*TASK TO CARRY OUT:* Give again, word for word, each line below starting at the one that contains "for the enemy" and ending at the one that contains "if window.len() != expected".

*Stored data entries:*
########

use super::{
    character::Character,
    config::GameConfig,
    gate::{GateOutcome, PredictionGate},
    history::PositionHistory,
    pursuit,
};
use crate::predictor::{NormalizationBounds, Predictor};

/// What the enemy did on a frame
#[derive(Debug, Clone, PartialEq)]
pub struct EnemyFrame {
    pub prediction: GateOutcome,
    pub jumped: bool,
}

/// The pursuing character
///
/// Owns the round-scoped pursuit state: the window of observed player positions and
/// the gate holding the current target.
#[derive(Debug, Clone)]
pub struct Enemy {
    pub body: Character,
    history: PositionHistory,
    gate: PredictionGate,
}

impl Enemy {
    /// Spawn with an empty history, targeting its own starting position
    pub fn new(body: Character, config: &GameConfig) -> Self {
        Self {
            history: PositionHistory::new(config.sequence_length),
            gate: PredictionGate::new(config.prediction_interval, body.x),
            body,
        }
    }

    pub fn history(&self) -> &PositionHistory {
        &self.history
    }

    pub fn gate(&self) -> &PredictionGate {
        &self.gate
    }

    pub fn target_x(&self) -> f32 {
        self.gate.target_x()
    }

    /// Advance one frame after the player has moved to `player_x`
    pub fn update(
        &mut self,
        player_x: f32,
        bounds: &NormalizationBounds,
        predictor: &dyn Predictor,
        config: &GameConfig,
    ) -> EnemyFrame {
        self.history.push(player_x);
        let prediction = self.gate.tick(&self.history, bounds, predictor);

        let jumped = pursuit::steer(&mut self.body, self.gate.target_x(), player_x, config);
        self.body.apply_gravity(config);

        EnemyFrame { prediction, jumped }
    }
}
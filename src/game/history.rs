use std::collections::VecDeque;

/// Fixed-capacity window of recent player x-positions, oldest first
#[derive(Debug, Clone, PartialEq)]
pub struct PositionHistory {
    positions: VecDeque<f32>,
    capacity: usize,
}

impl PositionHistory {
    pub fn new(capacity: usize) -> Self {
        Self {
            positions: VecDeque::with_capacity(capacity + 1),
            capacity,
        }
    }

    /// Append the newest position, evicting the oldest once over capacity
    pub fn push(&mut self, x: f32) {
        self.positions.push_back(x);
        if self.positions.len() > self.capacity {
            self.positions.pop_front();
        }
    }

    pub fn is_full(&self) -> bool {
        self.positions.len() == self.capacity
    }

    pub fn len(&self) -> usize {
        self.positions.len()
    }

    pub fn is_empty(&self) -> bool {
        self.positions.is_empty()
    }

    pub fn capacity(&self) -> usize {
        self.capacity
    }

    pub fn latest(&self) -> Option<f32> {
        self.positions.back().copied()
    }

    /// Positions in chronological order
    pub fn iter(&self) -> impl Iterator<Item = f32> + '_ {
        self.positions.iter().copied()
    }
}
//! Supervised training of the LSTM regressor
//!
//! Minibatch gradient descent with Adam on mean squared error, plus an
//! early-stopping tracker that remembers the best weights seen.

use anyhow::{Result, bail};
use burn::{
    module::AutodiffModule,
    optim::{Adam, AdamConfig, GradientsParams, Optimizer, adaptor::OptimizerAdaptor},
    tensor::{ElementConversion, Tensor, backend::AutodiffBackend, backend::Backend},
};
use rand::seq::SliceRandom;
use serde::{Deserialize, Serialize};

use super::{LstmRegressor, LstmRegressorConfig, SequenceDataset};

/// Hyperparameters for fitting the regressor
#[derive(Debug, Clone, PartialEq, Serialize, Deserialize)]
pub struct TrainerConfig {
    /// Maximum passes over the training windows
    ///
    /// Default: 50
    pub epochs: usize,

    /// Windows per gradient step
    ///
    /// Default: 32
    pub batch_size: usize,

    /// Learning rate for the Adam optimizer
    ///
    /// Default: 1e-3
    pub learning_rate: f64,

    /// Trailing fraction of windows held out for validation
    ///
    /// Default: 0.2
    pub validation_split: f32,

    /// Epochs without improvement before stopping
    ///
    /// Default: 5
    pub patience: usize,

    /// Network architecture
    pub network: LstmRegressorConfig,
}

impl Default for TrainerConfig {
    fn default() -> Self {
        Self {
            epochs: 50,
            batch_size: 32,
            learning_rate: 1e-3,
            validation_split: 0.2,
            patience: 5,
            network: LstmRegressorConfig::default(),
        }
    }
}

impl TrainerConfig {
    /// Check that all hyperparameters are in valid ranges
    pub fn validate(&self) -> Result<(), String> {
        if self.epochs == 0 {
            return Err("epochs must be at least 1".to_string());
        }

        if self.batch_size == 0 {
            return Err("batch_size must be at least 1".to_string());
        }

        if self.learning_rate <= 0.0 {
            return Err(format!(
                "learning_rate must be positive, got {}",
                self.learning_rate
            ));
        }

        if !(0.0..1.0).contains(&self.validation_split) {
            return Err(format!(
                "validation_split must be in [0, 1), got {}",
                self.validation_split
            ));
        }

        if self.network.hidden_size == 0 || self.network.sequence_length == 0 {
            return Err("network sizes must be at least 1".to_string());
        }

        Ok(())
    }
}

/// Outcome of a training run
#[derive(Debug, Clone, PartialEq)]
pub struct TrainingReport {
    pub epochs_run: usize,
    pub final_train_loss: f32,
    pub best_validation_loss: Option<f32>,
    pub stopped_early: bool,
}

/// Owns the network and optimizer while training
pub struct Trainer<B: AutodiffBackend> {
    network: LstmRegressor<B>,
    optim: OptimizerAdaptor<Adam, LstmRegressor<B>, B>,
    config: TrainerConfig,
    device: B::Device,
}

impl<B: AutodiffBackend> Trainer<B> {
    pub fn new(config: TrainerConfig, device: B::Device) -> Result<Self> {
        if let Err(msg) = config.validate() {
            bail!("Invalid trainer configuration: {}", msg);
        }

        let network = config.network.init::<B>(&device);
        let optim = AdamConfig::new().init();

        Ok(Self {
            network,
            optim,
            config,
            device,
        })
    }

    /// Run one shuffled pass over `data`, returning the mean batch loss
    pub fn train_epoch(&mut self, data: &SequenceDataset) -> f32 {
        let mut indices: Vec<usize> = (0..data.len()).collect();
        indices.shuffle(&mut rand::thread_rng());

        let mut total_loss = 0.0;
        let mut n_batches = 0;

        for chunk in indices.chunks(self.config.batch_size) {
            let (inputs, targets) = data.batch(chunk);
            let inputs: Tensor<B, 3> = Tensor::from_data(inputs, &self.device);
            let targets: Tensor<B, 2> = Tensor::from_data(targets, &self.device);

            let predictions = self.network.forward(inputs);
            let loss = mse_loss(predictions, targets);

            let grads = loss.backward();
            let grads = GradientsParams::from_grads(grads, &self.network);
            self.network = self
                .optim
                .step(self.config.learning_rate, self.network.clone(), grads);

            total_loss += loss.into_scalar().elem::<f32>();
            n_batches += 1;
        }

        if n_batches == 0 {
            0.0
        } else {
            total_loss / n_batches as f32
        }
    }

    /// Mean squared error over `data` without tracking gradients
    pub fn evaluate(&self, data: &SequenceDataset) -> f32 {
        let network = self.network.valid();
        let indices: Vec<usize> = (0..data.len()).collect();

        let mut weighted_loss = 0.0;
        for chunk in indices.chunks(self.config.batch_size) {
            let (inputs, targets) = data.batch(chunk);
            let inputs = Tensor::<B::InnerBackend, 3>::from_data(inputs, &self.device);
            let targets = Tensor::<B::InnerBackend, 2>::from_data(targets, &self.device);

            let loss = mse_loss(network.forward(inputs), targets);
            weighted_loss += loss.into_scalar().elem::<f32>() * chunk.len() as f32;
        }

        if data.is_empty() {
            0.0
        } else {
            weighted_loss / data.len() as f32
        }
    }

    pub fn network(&self) -> &LstmRegressor<B> {
        &self.network
    }

    pub fn set_network(&mut self, network: LstmRegressor<B>) {
        self.network = network;
    }

    pub fn config(&self) -> &TrainerConfig {
        &self.config
    }
}

/// L = E[(ŷ - y)²]
fn mse_loss<B: Backend>(predictions: Tensor<B, 2>, targets: Tensor<B, 2>) -> Tensor<B, 1> {
    let diff = predictions - targets;
    (diff.clone() * diff).mean()
}

/// Stops training once the monitored loss has not improved for `patience` epochs,
/// keeping a copy of the best model seen
#[derive(Debug, Clone)]
pub struct EarlyStopping<M> {
    patience: usize,
    best_loss: Option<f32>,
    best_model: Option<M>,
    epochs_without_improvement: usize,
}

impl<M: Clone> EarlyStopping<M> {
    pub fn new(patience: usize) -> Self {
        Self {
            patience,
            best_loss: None,
            best_model: None,
            epochs_without_improvement: 0,
        }
    }

    /// Record an epoch's loss. Returns true when training should stop.
    pub fn observe(&mut self, loss: f32, model: &M) -> bool {
        let improved = match self.best_loss {
            Some(best) => loss < best,
            None => loss.is_finite(),
        };

        if improved {
            self.best_loss = Some(loss);
            self.best_model = Some(model.clone());
            self.epochs_without_improvement = 0;
        } else {
            self.epochs_without_improvement += 1;
        }

        self.patience > 0 && self.epochs_without_improvement >= self.patience
    }

    pub fn best_loss(&self) -> Option<f32> {
        self.best_loss
    }

    /// Best model seen, if any epoch produced a finite loss
    pub fn into_best(self) -> Option<M> {
        self.best_model
    }
}
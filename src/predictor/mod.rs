//! Next-position predictors for the enemy
//!
//! Provides:
//! - The `Predictor` boundary: a normalized window of past player x-positions in,
//!   one normalized next position out
//! - Min-max normalization bounds shared by the trainer and the game
//! - An LSTM regressor built on Burn, plus its persistence and training loop
//! - Heuristic predictors usable without a trained model, and selection between them

pub mod backend;
pub mod dataset;
pub mod heuristic;
pub mod network;
pub mod normalize;
pub mod persistence;
pub mod select;
pub mod trainer;

pub use backend::{InferenceBackend, TrainingBackend, default_device};
pub use dataset::{SequenceDataset, load_x_positions};
pub use heuristic::{ExtrapolatePredictor, LastValuePredictor};
pub use network::{LstmPredictor, LstmRegressor, LstmRegressorConfig};
pub use normalize::NormalizationBounds;
pub use persistence::{ModelMetadata, load_lstm_predictor, load_metadata, save_model};
pub use select::{PredictorKind, load_predictor};
pub use trainer::{EarlyStopping, Trainer, TrainerConfig, TrainingReport};

use thiserror::Error;

/// Failure at the predictor boundary
#[derive(Debug, Clone, Error, PartialEq)]
pub enum PredictionError {
    #[error("expected a window of {expected} positions, got {actual}")]
    WindowShape { expected: usize, actual: usize },
    #[error("expected exactly one output value, got {0}")]
    MalformedOutput(usize),
    #[error("predictor produced a non-finite value: {0}")]
    NonFinite(f32),
    #[error("predictor backend failed: {0}")]
    Backend(String),
}

/// Maps a normalized window of past positions (oldest first) to the normalized
/// next position
///
/// The window always has exactly `sequence_length()` entries; this corresponds to
/// an input of shape `[1, sequence_length, 1]`.
pub trait Predictor {
    fn predict(&self, window: &[f32]) -> Result<f32, PredictionError>;

    fn sequence_length(&self) -> usize;

    fn name(&self) -> &str;
}

/// Reject windows of the wrong length before they reach a model
pub(crate) fn check_window(window: &[f32], expected: usize) -> Result<(), PredictionError> {
    if window.len() != expected {
        return Err(PredictionError::WindowShape {
            expected,
            actual: window.len(),
        });
    }
    Ok(())
}

#[cfg(test)]
mod tests {
    use super::*;

    #[test]
    fn test_check_window() {
        assert!(check_window(&[0.0; 10], 10).is_ok());
        assert_eq!(
            check_window(&[0.0; 4], 10),
            Err(PredictionError::WindowShape {
                expected: 10,
                actual: 4
            })
        );
    }

    #[test]
    fn test_error_messages() {
        let err = PredictionError::MalformedOutput(3);
        assert_eq!(err.to_string(), "expected exactly one output value, got 3");
    }
}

########

*FINISHED EXERCISE:*
//! Next-position predictors for the enemy
//!
//! Provides:
//! - The `Predictor` boundary: a normalized window of past player x-positions in,
//!   one normalized next position out
//! - Min-max normalization bounds shared by the trainer and the game
//! - An LSTM regressor built on Burn, plus its persistence and training loop
//! - Heuristic predictors usable without a trained model, and selection between them

pub mod backend;
pub mod dataset;
pub mod heuristic;
pub mod network;
pub mod normalize;
pub mod persistence;
pub mod select;
pub mod trainer;

pub use backend::{InferenceBackend, TrainingBackend, default_device};
pub use dataset::{SequenceDataset, load_x_positions};
pub use heuristic::{ExtrapolatePredictor, LastValuePredictor};
pub use network::{LstmPredictor, LstmRegressor, LstmRegressorConfig};
pub use normalize::NormalizationBounds;
pub use persistence::{ModelMetadata, load_lstm_predictor, load_metadata, save_model};
pub use select::{PredictorKind, load_predictor};
pub use trainer::{EarlyStopping, Trainer, TrainerConfig, TrainingReport};

use thiserror::Error;

/// Failure at the predictor boundary
#[derive(Debug, Clone, Error, PartialEq)]
pub enum PredictionError {
    #[error("expected a window of {expected} positions, got {actual}")]
    WindowShape { expected: usize, actual: usize },
    #[error("expected exactly one output value, got {0}")]
    MalformedOutput(usize),
    #[error("predictor produced a non-finite value: {0}")]
    NonFinite(f32),
    #[error("predictor backend failed: {0}")]
    Backend(String),
}

/// Maps a normalized window of past positions (oldest first) to the normalized
/// next position
///
/// The window always has exactly `sequence_length()` entries; this corresponds to
/// an input of shape `[1, sequence_length, 1]`.
pub trait Predictor {
    fn predict(&self, window: &[f32]) -> Result<f32, PredictionError>;

    fn sequence_length(&self) -> usize;

    fn name(&self) -> &str;
}

/// Reject windows of the wrong length before they reach a model
pub(crate) fn check_window(window: &[f32], expected: usize) -> Result<(), PredictionError> {
    if window.len() != expected {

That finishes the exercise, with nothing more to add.